I took off my jacket and hung it neatly over the back of the chair at the front of the room, eyeing the 8- and 9-year-old students in my catechism class.

“There now. That’s better,” I said, taking my seat. “I don’t need a jacket in the classroom.

“But you know, my feet are really bothering me today. They’re sore from overdoing it on a hike, I think. Why don’t I just take them off and set them in the corner over there?”

The students’ eyes grew round as they let out a collective gasp. One boy frowned in disbelief. “You can’t do that!” he said.

“But why not?” I asked the class. “They’re in the way and they’re bothering me.
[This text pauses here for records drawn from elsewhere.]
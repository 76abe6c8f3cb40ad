//! Round-trip tests for the condcov-syntax parser.
//!
//! These tests verify that `to_source(parse_file(code)) == code` for valid
//! input. This is a fundamental invariant for the instrumenter: files it
//! does not modify must print back byte-identically.
//!
//! # Test Organization
//!
//! - Fixture-based tests: One test per fixture file in `tests/fixtures/`
//! - Inline tests: Individual test cases for specific constructs
//!
//! # Adding New Tests
//!
//! To add a new fixture-based test, create a `.go` file in `tests/fixtures/`
//! and add a corresponding `roundtrip_fixture_<name>` test function.

use std::path::PathBuf;

use difference::assert_diff;
use itertools::Itertools;

use condcov_syntax::{parse_file, prettify_error, to_source};

/// Helper to visualize whitespace differences in test output
fn visualize(s: &str) -> String {
    s.replace(' ', "▩").lines().join("↩\n")
}

/// Helper to perform round-trip test on source code
fn assert_roundtrip(input: &str, label: &str) {
    let file = match parse_file(input) {
        Ok(f) => f,
        Err(e) => panic!("{}", prettify_error(&e, input, label)),
    };
    let generated = to_source(&file);

    if generated != input {
        let got = visualize(&generated);
        let expected = visualize(input);
        assert_diff!(expected.as_ref(), got.as_ref(), "", 0);
    }
}

/// Helper to load and test a fixture file
fn assert_roundtrip_fixture(fixture_name: &str) {
    let mut path = PathBuf::from(env!("CARGO_MANIFEST_DIR"));
    path.push("tests");
    path.push("fixtures");
    path.push(fixture_name);

    let contents = std::fs::read_to_string(&path)
        .unwrap_or_else(|e| panic!("Failed to read fixture {}: {}", fixture_name, e));

    assert_roundtrip(&contents, fixture_name);
}

// =============================================================================
// Fixture-based round-trip tests
// =============================================================================

#[test]
fn roundtrip_fixture_control_flow() {
    assert_roundtrip_fixture("control_flow.go");
}

#[test]
fn roundtrip_fixture_switches() {
    assert_roundtrip_fixture("switches.go");
}

#[test]
fn roundtrip_fixture_declarations() {
    assert_roundtrip_fixture("declarations.go");
}

#[test]
fn roundtrip_fixture_comments() {
    assert_roundtrip_fixture("comments.go");
}

// =============================================================================
// Inline round-trip tests for specific constructs
// =============================================================================

#[test]
fn roundtrip_line_directives_stay_in_place() {
    assert_roundtrip(
        "package p\n\n//line grammar.y:10\nvar generated = 1 > 0\n",
        "line_directive",
    );
}

#[test]
fn roundtrip_nested_control_flow() {
    assert_roundtrip(
        "package p\n\nfunc f(xs []int) int {\n\tn := 0\n\tfor i := 0; i < len(xs); i++ {\n\t\tswitch {\n\t\tcase xs[i] > 0:\n\t\t\tif xs[i] > 10 {\n\t\t\t\tn += 2\n\t\t\t} else {\n\t\t\t\tn++\n\t\t\t}\n\t\t}\n\t}\n\treturn n\n}\n",
        "nested_control_flow",
    );
}

#[test]
fn roundtrip_labels_and_branches() {
    assert_roundtrip(
        "package p\n\nfunc f() {\nouter:\n\tfor {\n\t\tfor {\n\t\t\tbreak outer\n\t\t}\n\t}\n\tgoto outer\n}\n",
        "labels",
    );
}

#[test]
fn roundtrip_composite_literals() {
    assert_roundtrip(
        "package p\n\nvar m = map[string][]int{\"a\": {1, 2}}\n\nvar t = T{x: 1, y: call(2)}\n",
        "composite_literals",
    );
}

#[test]
fn roundtrip_one_line_bodies() {
    assert_roundtrip(
        "package p\n\nvar f = func(a int) bool { return a > 0 }\n",
        "one_line_bodies",
    );
}
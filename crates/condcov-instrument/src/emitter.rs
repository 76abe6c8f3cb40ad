//! Emission of the generated runtime files.
//!
//! An instrumented package gains up to four generated files:
//!
//! - `condcov_fixed.go` — the runtime itself, identical for every package
//!   except for the package clause.
//! - `condcov_variable.go` — the per-package condition table and options.
//! - `condcov_no_testmain_test.go` — a bootstrap `TestMain` for packages
//!   that have none of their own.
//! - `condcov_bridge_test.go` — unexported-name shims for test files
//!   compiled into the external `<pkg>_test` package.

use std::fmt::Write as _;

use crate::table::CoverageTable;

/// Template for the fixed runtime; everything after its package clause is
/// emitted verbatim.
const FIXED_RUNTIME: &str = include_str!("templates/condcov_fixed.go");

/// Runtime behavior baked into `condcov_variable.go`.
#[derive(Debug, Clone, Copy, Default)]
pub struct RuntimeOptions {
    /// Persist the counts after every single cover call instead of only
    /// at exit, for programs that crash or kill themselves.
    pub immediately: bool,
    /// Report fully covered conditions too, not only the gaps.
    pub list_all: bool,
}

/// The fixed runtime, re-homed into `pkg`.
pub fn fixed_runtime(pkg: &str) -> String {
    let body = FIXED_RUNTIME
        .split_once('\n')
        .map(|(_, rest)| rest)
        .unwrap_or(FIXED_RUNTIME);
    format!("package {pkg}\n{body}")
}

/// The per-package table: options literal plus one entry per condition.
pub fn variable_file(pkg: &str, table: &CoverageTable, opts: RuntimeOptions) -> String {
    let mut out = String::new();
    let _ = write!(
        out,
        "package {pkg}\n\n// Code generated by condcov; DO NOT EDIT.\n\nvar condcovOpts = condcovOptions{{\n\timmediately: {},\n\tlistAll:     {},\n}}\n\nvar condcovConds = []condcovCond{{\n",
        opts.immediately, opts.list_all
    );
    for cond in table.conditions() {
        let _ = writeln!(
            out,
            "\t{{Start: {}, Code: {}}},",
            go_quote(&cond.start),
            go_quote(&cond.text)
        );
    }
    out.push_str("}\n");
    out
}

/// A `TestMain` that loads previous counts and flushes on exit.
pub fn bootstrap_test_main(pkg: &str) -> String {
    format!(
        "package {pkg}\n\n// Code generated by condcov; DO NOT EDIT.\n\nimport (\n\t\"os\"\n\t\"testing\"\n)\n\nfunc TestMain(m *testing.M) {{\n\tcondcovLoad()\n\tos.Exit(condcovFinish(m.Run()))\n}}\n"
    )
}

/// Shims that let external test files keep calling the unexported hook
/// names; they delegate to the exported hooks of the package under test.
pub fn bridge_file(pkg: &str, import_path: &str) -> String {
    let path = go_quote(import_path);
    format!(
        "package {pkg}_test\n\n// Code generated by condcov; DO NOT EDIT.\n\nimport {pkg} {path}\n\nfunc condcovCover(idx int, cond bool) bool {{ return {pkg}.CondcovCover(idx, cond) }}\n\nfunc condcovLoad() {{ {pkg}.CondcovLoad() }}\n\nfunc condcovFinish(exitCode int) int {{ return {pkg}.CondcovFinish(exitCode) }}\n"
    )
}

/// Quote `s` as a Go interpreted string literal.
pub fn go_quote(s: &str) -> String {
    let mut out = String::with_capacity(s.len() + 2);
    out.push('"');
    for c in s.chars() {
        match c {
            '"' => out.push_str("\\\""),
            '\\' => out.push_str("\\\\"),
            '\n' => out.push_str("\\n"),
            '\t' => out.push_str("\\t"),
            '\r' => out.push_str("\\r"),
            c if (c as u32) < 0x20 => {
                let _ = write!(out, "\\u{:04x}", c as u32);
            }
            c => out.push(c),
        }
    }
    out.push('"');
    out
}

#[cfg(test)]
mod tests {
    use super::*;

    #[test]
    fn fixed_runtime_is_rehomed() {
        let out = fixed_runtime("mypkg");
        assert!(out.starts_with("package mypkg\n"));
        assert!(out.contains("func condcovCover(idx int, cond bool) bool {"));
        assert!(out.contains("os.Getenv(\"CONDCOV_STATS\")"));
        assert!(out.contains("Branch coverage: %d/%d"));
        assert!(out.contains("func CondcovFinish(exitCode int) int"));
    }

    #[test]
    fn runtime_summary_counts_each_side_out_of_twice_the_conditions() {
        let out = fixed_runtime("mypkg");
        assert!(out.contains("if c.TrueCount > 0 {"));
        assert!(out.contains("if c.FalseCount > 0 {"));
        assert!(out.contains("covered, 2*len(condcovConds)"));
    }

    #[test]
    fn runtime_has_no_default_stats_path() {
        let out = fixed_runtime("mypkg");
        assert!(!out.contains("condcov-stats.json"));
        let stats_fn = out
            .split("func condcovStatsPath() string {")
            .nth(1)
            .and_then(|rest| rest.split("\n}\n").next())
            .expect("condcovStatsPath body");
        assert!(stats_fn.contains("CONDCOV_STATS is not set"));
        assert!(stats_fn.contains("os.Exit(1)"));
    }

    #[test]
    fn variable_file_lists_conditions_in_order() {
        let mut table = CoverageTable::new();
        table.add("demo.go:4:5".into(), "a > 0".into());
        table.add("demo.go:5:9".into(), "s == \"x\"".into());
        let out = variable_file("mypkg", &table, RuntimeOptions::default());
        assert!(out.contains("immediately: false"));
        assert!(out.contains("\t{Start: \"demo.go:4:5\", Code: \"a > 0\"},\n"));
        assert!(out.contains("\t{Start: \"demo.go:5:9\", Code: \"s == \\\"x\\\"\"},\n"));
    }

    #[test]
    fn bootstrap_wires_load_and_finish() {
        let out = bootstrap_test_main("mypkg");
        assert!(out.contains("func TestMain(m *testing.M) {"));
        assert!(out.contains("condcovLoad()"));
        assert!(out.contains("os.Exit(condcovFinish(m.Run()))"));
    }

    #[test]
    fn bridge_delegates_to_exported_hooks() {
        let out = bridge_file("mypkg", "example.com/mod/mypkg");
        assert!(out.starts_with("package mypkg_test\n"));
        assert!(out.contains("import mypkg \"example.com/mod/mypkg\""));
        assert!(out.contains("return mypkg.CondcovCover(idx, cond)"));
    }

    #[test]
    fn quoting_escapes_specials() {
        assert_eq!(go_quote("a > 0"), "\"a > 0\"");
        assert_eq!(go_quote("s == \"x\\y\""), "\"s == \\\"x\\\\y\\\"\"");
        assert_eq!(go_quote("a\nb"), "\"a\\nb\"");
    }
}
I could always put them back on later.”

The preposterous scenario was meant to shake them out of the ordinariness of the moment, the complacency that often settles into hearts and minds both big and small. We were about to embark on memorizing the Nicene Creed, a daunting task, and I wanted them to grasp why it is so crucial to know this ancient prayer by heart and why our identity as followers of Christ is something that ought to permeate our entire being.

“There are grown-ups out there who act like faith is a jacket — like it’s something we can take off and then put back on later when we feel like it,” I told the class. “But our faith means so much than that. What does it mean to be a Christian?” I asked them. Hands shot up instantly.

“It means you believe in God,” one little girl said softly.

“And you’re nice to people. You share,” the boy beside her added.

“Well, you can believe in God and be kind, but that’s not what makes you a Christian,” I told them. “Being a Christian means you’ve been baptized and that you’re a follower of Jesus Christ. You obey His commandments.

“It should affect everything you do — the way you think, the way you speak, the way you treat people, the way you eat, the way you live, your relationships — everything. It means you follow Jesus, even if it’s not always easy.”

We turned to the Nicene Creed and began to pick apart the sentences, discussing what these core beliefs of Christianity mean in our lives and how as children of God, we’re empowered to live the truths of our faith.

Driving home from church later, I thought back to a recent conversation with Catholics several years my senior who were blaming the Church teaching on marriage and the gift of human sexuality for the exodus of young people from the faith. Why couldn’t the Church get with the times and be more accepting?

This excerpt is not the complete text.